Israel Doesn't Need a Movie Star, It Needs a Leader

Tom Cruise defeats the bad guys in all his films and remains a big star. Lapid only has one chance. The question is whether in addition to being the country's darling he has what a strong leader needs these days.

Hollywood star Tom Cruise has what is popularly known as a low-slung butt. Or to be more precise, short legs and a broad and muscular chest. That didn't prevent Cruise from being married (until his divorce) to beautiful actress Nicole Kidman. At the Academy Awards, she looked 20 centimeters taller than him. Still, Cruise is a popular action movie star, and the defect called short legs isn't visible on the big screen.

I recall this detail because Yair Lapid suffers from a similar syndrome: a broad masculine chest and the muscular arms of a professional boxer, relative to his height. In many of his appearances on the small screen, viewers see the top part of his body - whether as a presenter in the Bank Hapoalim ads or in the entertainment programs he starred in.

Viewers love his sweet and captivating smile and the way he flatters his interviewees. I don't remember him ever attacking an interviewee. After he announced his retirement from television last Friday, he was photographed arriving home in a masculine leather jacket with a Harley Davidson logo, one of the most masculine and prestigious luxury motorcycles.

As a television star he had a million-dollar smile. Even when reporting on the worst news he didn't assume a severe expression and didn't mutter, like some of his colleagues, that "it's terrible." Although he's a scion of the Tomislav Lampel (Tommy Lapid) dynasty, he doesn't have the killer instinct of his hot-tempered father - unless behind his niceness he's hiding character traits that will come to light over time, when he achieves real political status. Being a cutie-pie isn't enough for diving into the jungle of Israeli politics. But there's no question he must have something if so many people think he's suited for politics.

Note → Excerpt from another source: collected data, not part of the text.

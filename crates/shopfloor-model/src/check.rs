//! Deterministic problem contract checking.
//!
//! Registration already guarantees per-entity validity and referential
//! integrity. This pass looks across entities for conditions no single
//! registration can see: precedence chains that close on themselves,
//! fixed schedules that cannot fit the horizon, and entities a solver
//! would silently ignore. The report is deterministic for a given
//! problem, so it can be diffed and asserted on.

use crate::constraint::ConstraintDetail;
use crate::error::EntityKind;
use crate::problem::Problem;
use crate::resource::Resource;
use crate::task::TaskDuration;
use serde::{Deserialize, Serialize};
use std::collections::{BTreeMap, BTreeSet};

pub const PROBLEM_CHECK_KIND: &str = "shopfloor.problem.check.v1";

pub const FAILURE_CLASS_PRECEDENCE_CYCLE: &str = "problem.precedence.cycle";
pub const FAILURE_CLASS_HORIZON_OVERFLOW: &str = "problem.horizon.overflow";
pub const WARNING_CLASS_UNREFERENCED_RESOURCE: &str = "problem.resource.unreferenced";
pub const WARNING_CLASS_UNASSIGNED_TASK: &str = "problem.task.unassigned";

#[derive(Debug, Clone, Serialize, Deserialize, PartialEq, Eq)]
#[serde(rename_all = "camelCase")]
pub struct ProblemFinding {
    pub kind: EntityKind,
    pub name: String,
    pub class: String,
    pub message: String,
}

#[derive(Debug, Clone, Serialize, Deserialize, PartialEq, Eq)]
#[serde(rename_all = "camelCase")]
pub struct ProblemSummary {
    pub task_count: usize,
    pub resource_count: usize,
    pub buffer_count: usize,
    pub constraint_count: usize,
    pub error_count: usize,
    pub warning_count: usize,
}

#[derive(Debug, Clone, Serialize, Deserialize, PartialEq, Eq)]
#[serde(rename_all = "camelCase")]
pub struct ProblemCheckReport {
    pub check_kind: String,
    pub problem: String,
    pub result: String,
    pub failure_classes: Vec<String>,
    pub warning_classes: Vec<String>,
    pub errors: Vec<ProblemFinding>,
    pub warnings: Vec<ProblemFinding>,
    pub summary: ProblemSummary,
}

impl ProblemCheckReport {
    pub fn accepted(&self) -> bool {
        self.result == "accepted"
    }
}

fn collect_classes(findings: &[ProblemFinding]) -> Vec<String> {
    findings
        .iter()
        .map(|finding| finding.class.clone())
        .collect::<BTreeSet<_>>()
        .into_iter()
        .collect()
}

#[derive(Clone, Copy, PartialEq)]
enum Visit {
    InProgress,
    Done,
}

fn find_cycle_edges<'a>(
    adjacency: &BTreeMap<&'a str, Vec<&'a str>>,
) -> Vec<(&'a str, &'a str)> {
    fn walk<'a>(
        node: &'a str,
        adjacency: &BTreeMap<&'a str, Vec<&'a str>>,
        state: &mut BTreeMap<&'a str, Visit>,
        back_edges: &mut Vec<(&'a str, &'a str)>,
    ) {
        state.insert(node, Visit::InProgress);
        if let Some(successors) = adjacency.get(node) {
            for successor in successors {
                match state.get(successor) {
                    Some(Visit::InProgress) => back_edges.push((node, successor)),
                    Some(Visit::Done) => {}
                    None => walk(successor, adjacency, state, back_edges),
                }
            }
        }
        state.insert(node, Visit::Done);
    }

    let mut state = BTreeMap::new();
    let mut back_edges = Vec::new();
    for node in adjacency.keys() {
        if !state.contains_key(node) {
            walk(node, adjacency, &mut state, &mut back_edges);
        }
    }
    back_edges
}

fn check_precedence_cycles(problem: &Problem, errors: &mut Vec<ProblemFinding>) {
    let mut adjacency: BTreeMap<&str, Vec<&str>> = BTreeMap::new();
    for constraint in problem.constraints() {
        if let ConstraintDetail::TaskPrecedence {
            task_before,
            task_after,
            ..
        } = &constraint.detail
        {
            adjacency
                .entry(task_before.as_str())
                .or_default()
                .push(task_after.as_str());
        }
    }

    for (from, to) in find_cycle_edges(&adjacency) {
        errors.push(ProblemFinding {
            kind: EntityKind::Task,
            name: from.to_string(),
            class: FAILURE_CLASS_PRECEDENCE_CYCLE.to_string(),
            message: format!("precedence `{from}` -> `{to}` closes a cycle"),
        });
    }
}

fn fixed_duration(problem: &Problem, task_name: &str) -> Option<u32> {
    match problem.task(task_name)?.duration {
        TaskDuration::Fixed(length) => Some(length),
        TaskDuration::Zero => Some(0),
        TaskDuration::Variable => None,
    }
}

fn check_horizon(problem: &Problem, errors: &mut Vec<ProblemFinding>) {
    let Some(horizon) = problem.horizon() else {
        return;
    };

    for task in problem.tasks() {
        if let TaskDuration::Fixed(length) = task.duration
            && length > horizon
        {
            errors.push(ProblemFinding {
                kind: EntityKind::Task,
                name: task.name.clone(),
                class: FAILURE_CLASS_HORIZON_OVERFLOW.to_string(),
                message: format!("duration {length} exceeds horizon {horizon}"),
            });
        }
    }

    for constraint in problem.constraints() {
        if let ConstraintDetail::TaskStartAt { task, value } = &constraint.detail
            && let Some(length) = fixed_duration(problem, task)
            && u64::from(*value) + u64::from(length) > u64::from(horizon)
        {
            errors.push(ProblemFinding {
                kind: EntityKind::Constraint,
                name: constraint.name.clone(),
                class: FAILURE_CLASS_HORIZON_OVERFLOW.to_string(),
                message: format!(
                    "task `{task}` pinned at {value} with duration {length} exceeds horizon {horizon}"
                ),
            });
        }
    }
}

fn referenced_resources<'a>(problem: &'a Problem) -> BTreeSet<&'a str> {
    let mut referenced = BTreeSet::new();
    for task in problem.tasks() {
        for name in &task.required_resources {
            referenced.insert(name.as_str());
        }
    }
    for resource in problem.resources() {
        if let Resource::SelectWorkers(selection) = resource {
            for name in &selection.workers {
                referenced.insert(name.as_str());
            }
        }
    }
    for constraint in problem.constraints() {
        match &constraint.detail {
            ConstraintDetail::SameWorkers {
                select_workers_1,
                select_workers_2,
            }
            | ConstraintDetail::DistinctWorkers {
                select_workers_1,
                select_workers_2,
            } => {
                referenced.insert(select_workers_1.as_str());
                referenced.insert(select_workers_2.as_str());
            }
            ConstraintDetail::WorkLoad { resource, .. }
            | ConstraintDetail::ResourceUnavailable { resource, .. }
            | ConstraintDetail::ResourceTasksDistance { resource, .. } => {
                referenced.insert(resource.as_str());
            }
            _ => {}
        }
    }
    referenced
}

fn check_idle_entities(problem: &Problem, warnings: &mut Vec<ProblemFinding>) {
    let referenced = referenced_resources(problem);
    for resource in problem.resources() {
        if !referenced.contains(resource.name()) {
            warnings.push(ProblemFinding {
                kind: EntityKind::Resource,
                name: resource.name().to_string(),
                class: WARNING_CLASS_UNREFERENCED_RESOURCE.to_string(),
                message: "never required by a task or named by a constraint".to_string(),
            });
        }
    }

    for task in problem.tasks() {
        // Milestones consume no resources; requiring them to would be noise.
        if task.required_resources.is_empty() && task.duration != TaskDuration::Zero {
            warnings.push(ProblemFinding {
                kind: EntityKind::Task,
                name: task.name.clone(),
                class: WARNING_CLASS_UNASSIGNED_TASK.to_string(),
                message: "requires no resources".to_string(),
            });
        }
    }
}

/// Run every cross-entity check over a registered problem.
pub fn check_problem(problem: &Problem) -> ProblemCheckReport {
    let mut errors = Vec::new();
    let mut warnings = Vec::new();

    check_precedence_cycles(problem, &mut errors);
    check_horizon(problem, &mut errors);
    check_idle_entities(problem, &mut warnings);

    let failure_classes = collect_classes(&errors);
    let warning_classes = collect_classes(&warnings);
    let result = if errors.is_empty() {
        "accepted".to_string()
    } else {
        "rejected".to_string()
    };
    let summary = ProblemSummary {
        task_count: problem.tasks().len(),
        resource_count: problem.resources().len(),
        buffer_count: problem.buffers().len(),
        constraint_count: problem.constraints().len(),
        error_count: errors.len(),
        warning_count: warnings.len(),
    };

    ProblemCheckReport {
        check_kind: PROBLEM_CHECK_KIND.to_string(),
        problem: problem.name().to_string(),
        result,
        failure_classes,
        warning_classes,
        errors,
        warnings,
        summary,
    }
}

This isn't the first time an outsider is sneaking into the polling booth between elections - whether it was Dash, Shmuel Flatto-Sharon, the Pensioners Party, Tzomet, Telem and of course Shinui - which lasted for two terms. The barb from Prime Minister Benjamin Netanyahu's people about Lapid's move was not long in coming - it immediately followed Lapid's announcement: "Lapid has no reason to rush, the elections will not be moved up." Which means Bibi plans to continue serving for almost two more years. Is it possible Bibi's afraid of him?

The rumors that Lapid would enter politics began a long time ago. But the fact that the official announcement generated headlines and a wave of opinion polls in Lapid's favor prove how tired and disappointed the people are with our current leaders. At the moment Lapid is collecting dividends from his status as the country's darling. It pays off. At least in the surveys. At least now.

Unlike him, MK Shelly Yachimovich, for example, an outstanding journalist and interviewer, chose the tough path of joining Labor and focusing on social issues, until she became the party's leader. Unlike Lapid, she didn't try to ingratiate herself with the voters, she fought for her status the hard way, in internal elections. A former senior television executive says that although Lapid is made of good stuff, his mistake is that he aspires to become prime minister right away. The pretension of running to save the nation, in the culture of the "Big Brother" reality show, will infuriate 80 percent of the MKs.

Leading figures such as Yitzhak Rabin, Ariel Sharon, Ehud Barak and Shimon Peres traveled a long and difficult road before becoming prime minister. The former television executive predicts that despite all the headlines, Lapid can expect a long road, too. Social welfare will not play a key role on his agenda, since he himself is linked to the moneyed class. True, he's cute, he's easy to love. But he would do better to join an existing party whose policy is acceptable to him - Kadima, for example - instead of forming a slate that will be neither here nor there. He doesn't have his father's fighting spirit.

Some people who are enthusiastic about Lapid's move probably have no idea where he's leading them. Many support him not because of his personality or muscles, but because they don't believe in our current politicians. Not Defense Minister Ehud Barak, not Foreign Minister Avigdor Lieberman, not the rabbis and especially not Bibi.

Tom Cruise defeats the bad guys in all his films and remains a big star. Lapid only has one chance. The question is whether in addition to being the country's darling he has what a strong leader needs these days.